Posterior Deltoid Exercises

Certified Trainer’s Top Exercises for Targeting the Back of Your Shoulders

By: Jeremy Fox, CNC, CPTPublished: November 10, 2022

The posterior deltoids are relatively small muscles. Yet they play a significant role in developing a solid and proportioned physique.

Unfortunately, this muscle group is hard to target because most exercises also involve the larger back and shoulder muscles. As a result, many people have disproportionately small and weak posterior delts.

That’s why I compiled a list of the 23 top posterior deltoid exercises for targeting and growing this underused muscle. Read on to learn how to increase the size and strength of your weakest shoulder muscle.

Posterior Deltoid Exercises

What Are Posterior Deltoids?

The meaning of posterior deltoid is in the name. Deltoid means three and refers to the fact that the shoulder is comprised of three muscles. While posterior means toward the back or rear.

The frontal (coronal) plane divides the three shoulder muscles front to back. So they are called the anterior (front), lateral (side), and posterior (rear) deltoid.

Therefore, the posterior deltoid is also called the rear delt because it’s located furthest toward the back.

Deltoid Anatomy

Benefits of Building Posterior Deltoid

It’s important to develop all three deltoid muscles to create proportioned shoulders and avoid injury caused by muscle imbalances. But focusing on the posterior deltoids in the process has several benefits.

First, the posterior delt gives your shoulders more depth and thickness when viewed from the side and rear. So if you want big shoulders from every angle, you must build that rear delt!

Second, well-developed posterior delts create a defined separation between the upper back, trap, and shoulder muscles. This split between the muscles makes them stand out and look more prominent.

And lastly, strong posterior deltoids increase your strength on compound pulling movements like the bent-over barbell row and power cleans.

  • Make your shoulders appear thicker.
  • Create separation between your shoulders and back.
  • Increase strength in other exercises.

How To Work Posterior Deltoids

The primary function of the posterior deltoids is pulling your shoulders back. In other words, they help move your arm back toward the rear of your body.

However, the functional overlap between the rear delts and other posterior muscle groups makes isolation challenging. And that’s why the posterior deltoid is a lagging muscle for many bodybuilders and athletes.

Therefore, specific pulling and fly exercises are the most effective way to train posterior deltoids. In addition, you must use proper form to avoid using the larger muscles of the upper back and traps.

This list of exercises gives you the best movements for targeting the posterior deltoids. And I explain how to use proper form to isolate the target muscle.

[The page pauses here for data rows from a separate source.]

//! YAML service manifest with mtime-based hot reload.
//!
//! The manifest just lists which service URIs should be active; reload is
//! additive only (newly-listed services are registered, already-registered
//! ones are left alone even if removed from the file) per `DESIGN.md`'s
//! Open Question #4 decision -- this avoids tearing down a stateful
//! facade's in-memory handle out from under in-flight callers.

use std::path::{Path, PathBuf};
use std::sync::Arc;
use std::time::SystemTime;

use dashmap::DashSet;
use serde::Deserialize;
use tokio_util::sync::CancellationToken;
use tracing::{info, warn};

#[derive(Debug, Deserialize)]
struct ManifestFile {
    #[serde(default)]
    services: Vec<String>,
}

/// Tracks which service names have been seen across reloads. Callers
/// (typically the code that wires facades into the [`DispatchTable`](super::dispatch::DispatchTable))
/// consult this to decide what's newly available.
pub struct ManifestWatcher {
    path: PathBuf,
    known_services: Arc<DashSet<String>>,
    last_mtime: std::sync::Mutex<Option<SystemTime>>,
}

impl ManifestWatcher {
    pub fn new(path: impl Into<PathBuf>) -> Self {
        Self { path: path.into(), known_services: Arc::new(DashSet::new()), last_mtime: std::sync::Mutex::new(None) }
    }

    pub fn known_services(&self) -> Arc<DashSet<String>> {
        Arc::clone(&self.known_services)
    }

    /// Loads the manifest once, adding any service name not already known.
    /// Returns the newly-added names.
    pub fn reload_once(&self) -> Vec<String> {
        let mtime = std::fs::metadata(&self.path).and_then(|m| m.modified()).ok();
        {
            let mut last = self.last_mtime.lock().expect("manifest mtime mutex poisoned");
            if mtime.is_some() && *last == mtime {
                return Vec::new();
            }
            *last = mtime;
        }

        let contents = match std::fs::read_to_string(&self.path) {
            Ok(c) => c,
            Err(e) => {
                warn!(path = %self.path.display(), error = %e, "failed to read service manifest");
                return Vec::new();
            }
        };
        let parsed: ManifestFile = match serde_yaml::from_str(&contents) {
            Ok(p) => p,
            Err(e) => {
                warn!(path = %self.path.display(), error = %e, "failed to parse service manifest");
                return Vec::new();
            }
        };

        let mut added = Vec::new();
        for name in parsed.services {
            if self.known_services.insert(name.clone()) {
                info!(service = %name, "service added from manifest");
                added.push(name);
            }
        }
        added
    }

    /// Polls the manifest's mtime every `interval` until `token` is
    /// cancelled, reloading whenever it changes.
    pub async fn run(self: Arc<Self>, interval: std::time::Duration, token: CancellationToken) {
        self.reload_once();
        loop {
            tokio::select! {
                () = token.cancelled() => break,
                () = tokio::time::sleep(interval) => {
                    self.reload_once();
                }
            }
        }
    }

    pub fn path(&self) -> &Path {
        &self.path
    }
}

#[cfg(test)]
mod tests {
    use std::io::Write;

    use super::*;

    #[test]
    fn reload_adds_new_services_only() {
        let mut file = tempfile::NamedTempFile::new().unwrap();
        writeln!(file, "services:\n  - secrets\n  - paths\n").unwrap();

        let watcher = ManifestWatcher::new(file.path());
        let added = watcher.reload_once();
        assert_eq!(added, vec!["secrets".to_string(), "paths".to_string()]);
        assert!(watcher.known_services().contains("secrets"));

        // Rewrite the file dropping "paths" and adding "pipelines" -- "paths"
        // must remain known even though it is no longer listed.
        let mut file2 = std::fs::OpenOptions::new().write(true).truncate(true).open(file.path()).unwrap();
        writeln!(file2, "services:\n  - secrets\n  - pipelines\n").unwrap();
        drop(file2);

        // Force a distinct mtime check by clearing the cached value.
        *watcher.last_mtime.lock().unwrap() = None;
        let added = watcher.reload_once();
        assert_eq!(added, vec!["pipelines".to_string()]);
        assert!(watcher.known_services().contains("paths"), "previously-known services are never dropped");
    }

    #[test]
    fn unreadable_manifest_yields_no_additions() {
        let watcher = ManifestWatcher::new("/nonexistent/path/manifest.yaml");
        assert!(watcher.reload_once().is_empty());
    }
}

Posterior Deltoid Exercises

To make this list of posterior deltoid exercises easier to digest, I’ve divided it into sections based on the equipment used. There is a section for dumbbells, cables, barbells, machines, resistance bands, and “others.”

This segmentation also helps you find the exercises that work with your available gym equipment. So whether you work out at a fancy health club or in your backyard, there are at least a few exercises for the posterior delt that you can do.

Dumbbell Posterior Deltoid Exercises

You can do several exercises for posterior deltoids if you have light to medium-weight dumbbells. Here are some of the best options.

1. Bent Over Rear Delt Fly

The bent-over dumbbell fly is one of the most common posterior delt exercises. Start by holding a dumbbell in each hand with your feet shoulder-width or slightly narrower.

Next, lean forward at the waist and bend your knees until your torso is 15 to 45 degrees to the floor. Then let your arms hang straight down while keeping your shoulders back.

From here, pull your elbows back and up towards the ceiling while slightly bending your arms. Then, control the dumbbells as you lower them back down to the starting position.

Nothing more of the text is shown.